Strangeness can also take on a religious form and appear in relationships between communities. Cohen's work recurs many times on the great oppositions between paganism and Judaism, or between Judaism and Christianity, even between the religions of the antinature (Judaism and Christianity) and the cult of nature (the paganism). The mythical figure of the wandering Jew thus combines religious strangeness and geographical strangeness, not to mention the temporal shift that it implies. In a last sense, the stranger can finally be inside or unconscious. Solal's internal divisions between the Jew (Oriental) and the French (Western), between Don Juan despising women and Tristan ready to die of love are all figures of duplication. All figures of the other, including the interior, are thus likely to be foreign. The female continent appears to Solal particularly disturbing and incomprehensible, especially since he feels closer to it. The presence of the animal in man, the cruel instincts that religion and civilization have never stopped repressing, finally reveal the irreducible strangeness of humans to themselves.

2011 FEB / ALBERT COHEN SEMINAR  - The writer facing the rule of law

UNIGE

UNIVERSITY OF GENEVA

21th of Feburary, 2011

Albert Cohen's memory is associated with a literary work as important as it is original. Albert Cohen was also a lawyer, who continued his studies at the Faculty of Law in Geneva, where he obtained his license in 1917. This training led him to make a decisive commitment to the protection of the rule of law and, in particular, refugee law.

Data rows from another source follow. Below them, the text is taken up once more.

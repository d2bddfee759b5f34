//! Derived, never-persisted views assembled from books, authors and reviews.

use chrono::{DateTime, Utc};
use serde::{Deserialize, Serialize};
use uuid::Uuid;

use super::{Book, Review};

/// A book joined with its author name and rating aggregate
#[derive(Debug, Clone, Serialize, Deserialize, PartialEq)]
pub struct BookView {
    #[serde(flatten)]
    pub book: Book,
    pub author_name: String,
    /// 0 when the book has no reviews
    pub average_score: f64,
    pub review_count: usize,
}

/// Count/mean/extremes of one book's review scores. All zeros when unrated.
#[derive(Debug, Clone, Copy, Default, Serialize, Deserialize, PartialEq)]
pub struct RatingStats {
    pub mean: f64,
    pub count: usize,
    pub max: u8,
    pub min: u8,
}

/// Compact book listing used inside aggregate views
#[derive(Debug, Clone, Serialize, Deserialize, PartialEq)]
pub struct BookSummary {
    pub id: Uuid,
    pub title: String,
    pub author_id: Uuid,
    pub author_name: String,
    pub genre: String,
    pub publication_year: Option<i32>,
    pub created_at: DateTime<Utc>,
}

impl From<&BookView> for BookSummary {
    fn from(view: &BookView) -> Self {
        Self {
            id: view.book.id,
            title: view.book.title.clone(),
            author_id: view.book.author_id,
            author_name: view.author_name.clone(),
            genre: view.book.genre.clone(),
            publication_year: view.book.publication_year,
            created_at: view.book.created_at,
        }
    }
}

/// A book ranked by its rating aggregate
#[derive(Debug, Clone, Serialize, Deserialize, PartialEq)]
pub struct RankedBook {
    #[serde(flatten)]
    pub book: BookSummary,
    pub average_score: f64,
    pub review_count: usize,
}

impl From<&BookView> for RankedBook {
    fn from(view: &BookView) -> Self {
        Self {
            book: BookSummary::from(view),
            average_score: view.average_score,
            review_count: view.review_count,
        }
    }
}

#[derive(Debug, Clone, Serialize, Deserialize, PartialEq, Eq)]
pub struct GenreCount {
    pub genre: String,
    pub count: usize,
}

#[derive(Debug, Clone, Serialize, Deserialize, PartialEq, Eq)]
pub struct YearCount {
    pub year: i32,
    pub count: usize,
}

/// Catalog-wide statistics
#[derive(Debug, Clone, Serialize, Deserialize, PartialEq)]
pub struct Statistics {
    pub total_books: usize,
    pub total_genres: usize,
    /// Mean of every review score in the catalog, one decimal place
    pub average_rating: f64,
    pub genre_distribution: Vec<GenreCount>,
    pub year_distribution: Vec<YearCount>,
    pub recent_books: Vec<BookSummary>,
    pub top_rated_books: Vec<RankedBook>,
}

/// Why a candidate was recommended
#[derive(Debug, Clone, Copy, Serialize, Deserialize, PartialEq, Eq)]
pub enum MatchReason {
    #[serde(rename = "same author and genre")]
    SameAuthorAndGenre,
    #[serde(rename = "same genre")]
    SameGenre,
    #[serde(rename = "same author")]
    SameAuthor,
    #[serde(rename = "similar book")]
    Similar,
}

impl MatchReason {
    pub fn from_matches(same_genre: bool, same_author: bool) -> Self {
        match (same_genre, same_author) {
            (true, true) => MatchReason::SameAuthorAndGenre,
            (true, false) => MatchReason::SameGenre,
            (false, true) => MatchReason::SameAuthor,
            (false, false) => MatchReason::Similar,
        }
    }
}

#[derive(Debug, Clone, Serialize, Deserialize, PartialEq)]
pub struct Recommendation {
    #[serde(flatten)]
    pub book: BookSummary,
    pub average_score: f64,
    pub review_count: usize,
    pub similarity_score: f64,
    pub reason: MatchReason,
}

#[derive(Debug, Clone, Serialize, Deserialize, PartialEq)]
pub struct RecommendationResult {
    pub target_book: BookView,
    pub recommendations: Vec<Recommendation>,
}

/// A review joined with the title of the book it belongs to
#[derive(Debug, Clone, Serialize, Deserialize, PartialEq)]
pub struct ReviewView {
    #[serde(flatten)]
    pub review: Review,
    pub book_title: String,
}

In collaboration with the Mémoire Albert Cohen Foundation, the Faculty of Law wishes to honor the memory of this outstanding personality through the organization of a symposium combining the literary work and the legal approach.

2010 / E SYMPOSIUM

The Mémoire Albert Cohen Foundation launched on May 3, 2010 on its website an "e-conference" on "The major challenges of the rule of law and the protection of the rights of foreigners". This virtual colloquium brings together leading personalities from high jurisdictions and academics from the different "homelands" of Albert Cohen, the writer and diplomat: France, Switzerland and Greece.

 

The Foundation has chosen this innovative format of the "e-symposium" (free and accessible to all) to open the debates to a wide audience and for a period of time allowing everyone to express themselves and react to different interventions. Six new articles have been online since January 2011.